Supplied material:
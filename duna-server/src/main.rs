use anyhow::Result;
use clap::Parser;
use tracing_subscriber::EnvFilter;

#[tokio::main]
async fn main() -> Result<()> {
    let config = duna_server::config::Config::parse();

    // JSON logs in production (DUNA_LOG_JSON=true), human-readable otherwise
    let filter = EnvFilter::from_default_env().add_directive("duna_server=info".parse()?);
    if config.log_json {
        tracing_subscriber::fmt()
            .with_env_filter(filter)
            .json()
            .init();
    } else {
        tracing_subscriber::fmt()
            .with_env_filter(filter)
            .init();
    }

    tracing::info!(
        listen = %config.listen_addr,
        db = %config.db_path,
        rpc = %config.rpc_url,
        "Starting duna-server"
    );
    let server = duna_server::server::Server::new(config);
    server.run().await
}
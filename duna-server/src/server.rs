//! Server start-up: build components from config, bind, serve.

use std::net::SocketAddr;
use std::sync::Arc;

use anyhow::{Context, Result};
use tokio::net::TcpListener;
use tokio::task::JoinHandle;

use crate::chain::tx::Signer;
use crate::chain::{Deployer, EvmDeployer};
use crate::compiler::{Compiler, Solc};
use crate::config::Config;
use crate::db::RecordStore;
use crate::llm::{Generator, LlmClient, Retrying};
use crate::pipeline::Pipeline;
use crate::web;

/// State shared by all request handlers.
pub struct SharedState {
    pub store: Arc<RecordStore>,
    pub pipeline: Arc<Pipeline>,
}

impl SharedState {
    /// Wire a pipeline around `store` from explicit components.
    pub fn new(
        store: Arc<RecordStore>,
        generator: Arc<dyn Generator>,
        compiler: Arc<dyn Compiler>,
        deployer: Arc<dyn Deployer>,
        transform: crate::transform::SourceTransform,
    ) -> Self {
        let pipeline = Pipeline::new(Arc::clone(&store), generator, compiler, deployer, transform);
        Self {
            store,
            pipeline: Arc::new(pipeline),
        }
    }
}

pub struct Server {
    config: Config,
}

impl Server {
    pub fn new(config: Config) -> Self {
        Self { config }
    }

    /// Build the production components described by the config.
    pub fn build_state(&self) -> Result<Arc<SharedState>> {
        let config = &self.config;

        let store = RecordStore::open(&config.db_path)
            .with_context(|| format!("Failed to open database {}", config.db_path))?;
        tracing::info!(path = %config.db_path, records = store.count()?, "Record store opened");

        let llm = LlmClient::new(config.llm());
        tracing::info!(endpoint = %config.llm_endpoint, model = %llm.model(), "Generation client ready");
        let mut generator: Arc<dyn Generator> = Arc::new(llm);
        if config.llm_retries > 0 {
            generator = Arc::new(Retrying::new(generator, config.llm_retries, config.retry_backoff()));
        }

        let compiler = Solc::new(&config.solc_path, config.compile_timeout());

        let signer = Signer::from_hex(&config.deployer_key_hex()?).context("Invalid deployer key")?;
        let deployer = EvmDeployer::new(config.chain(), signer);
        tracing::info!(rpc = %config.rpc_url, sender = %deployer.sender(), "Deployer ready");

        if config.source_transform != crate::transform::SourceTransform::Identity {
            tracing::info!(transform = %config.source_transform, "Stored contract source will be transformed");
        }

        Ok(Arc::new(SharedState::new(
            Arc::new(store),
            generator,
            Arc::new(compiler),
            Arc::new(deployer),
            config.source_transform,
        )))
    }

    /// Run until Ctrl-C.
    pub async fn run(self) -> Result<()> {
        let state = self.build_state()?;
        let listener = TcpListener::bind(&self.config.listen_addr)
            .await
            .with_context(|| format!("Failed to bind {}", self.config.listen_addr))?;
        tracing::info!("HTTP API listening on {}", listener.local_addr()?);

        axum::serve(listener, web::router(state))
            .with_graceful_shutdown(async {
                let _ = tokio::signal::ctrl_c().await;
                tracing::info!("Shutting down");
            })
            .await?;
        Ok(())
    }
}

/// Serve `state` on `listen_addr` in the background (for tests).
/// Returns the bound address and the server task.
pub async fn start(
    listen_addr: &str,
    state: Arc<SharedState>,
) -> Result<(SocketAddr, JoinHandle<Result<()>>)> {
    let listener = TcpListener::bind(listen_addr).await?;
    let addr = listener.local_addr()?;
    tracing::info!("Listening on {addr}");

    let handle = tokio::spawn(async move {
        axum::serve(listener, web::router(state)).await?;
        Ok(())
    });
    Ok((addr, handle))
}
//! Reversible transform applied to contract source before it is stored.
//!
//! This is the "obfuscation" stage of the pipeline. It hides nothing: the
//! `reverse` policy only reverses the order of characters. The compiler always
//! sees the plain source; the transform only shapes the stored copy.

use serde::{Deserialize, Serialize};

#[derive(Debug, Clone, Copy, Default, PartialEq, Eq, Serialize, Deserialize, clap::ValueEnum)]
#[serde(rename_all = "lowercase")]
pub enum SourceTransform {
    /// Store source exactly as generated.
    #[default]
    Identity,
    /// Store source with its characters in reverse order.
    Reverse,
}

impl SourceTransform {
    /// Plain source to stored form.
    pub fn encode(self, source: &str) -> String {
        match self {
            SourceTransform::Identity => source.to_string(),
            SourceTransform::Reverse => source.chars().rev().collect(),
        }
    }

    /// Stored form back to plain source.
    pub fn decode(self, stored: &str) -> String {
        // reversal is its own inverse
        self.encode(stored)
    }

    pub fn as_str(self) -> &'static str {
        match self {
            SourceTransform::Identity => "identity",
            SourceTransform::Reverse => "reverse",
        }
    }
}

impl std::str::FromStr for SourceTransform {
    type Err = String;

    fn from_str(s: &str) -> Result<Self, Self::Err> {
        match s {
            "identity" => Ok(SourceTransform::Identity),
            "reverse" => Ok(SourceTransform::Reverse),
            other => Err(format!("unknown source transform {other:?}")),
        }
    }
}

impl std::fmt::Display for SourceTransform {
    fn fmt(&self, f: &mut std::fmt::Formatter<'_>) -> std::fmt::Result {
        f.write_str(self.as_str())
    }
}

Action item: Only lines holding the word "TcpListener" are wanted here; copy each from the listing.

Exercise answer:
use tokio::net::TcpListener;
        let listener = TcpListener::bind(&self.config.listen_addr)
    let listener = TcpListener::bind(listen_addr).await?;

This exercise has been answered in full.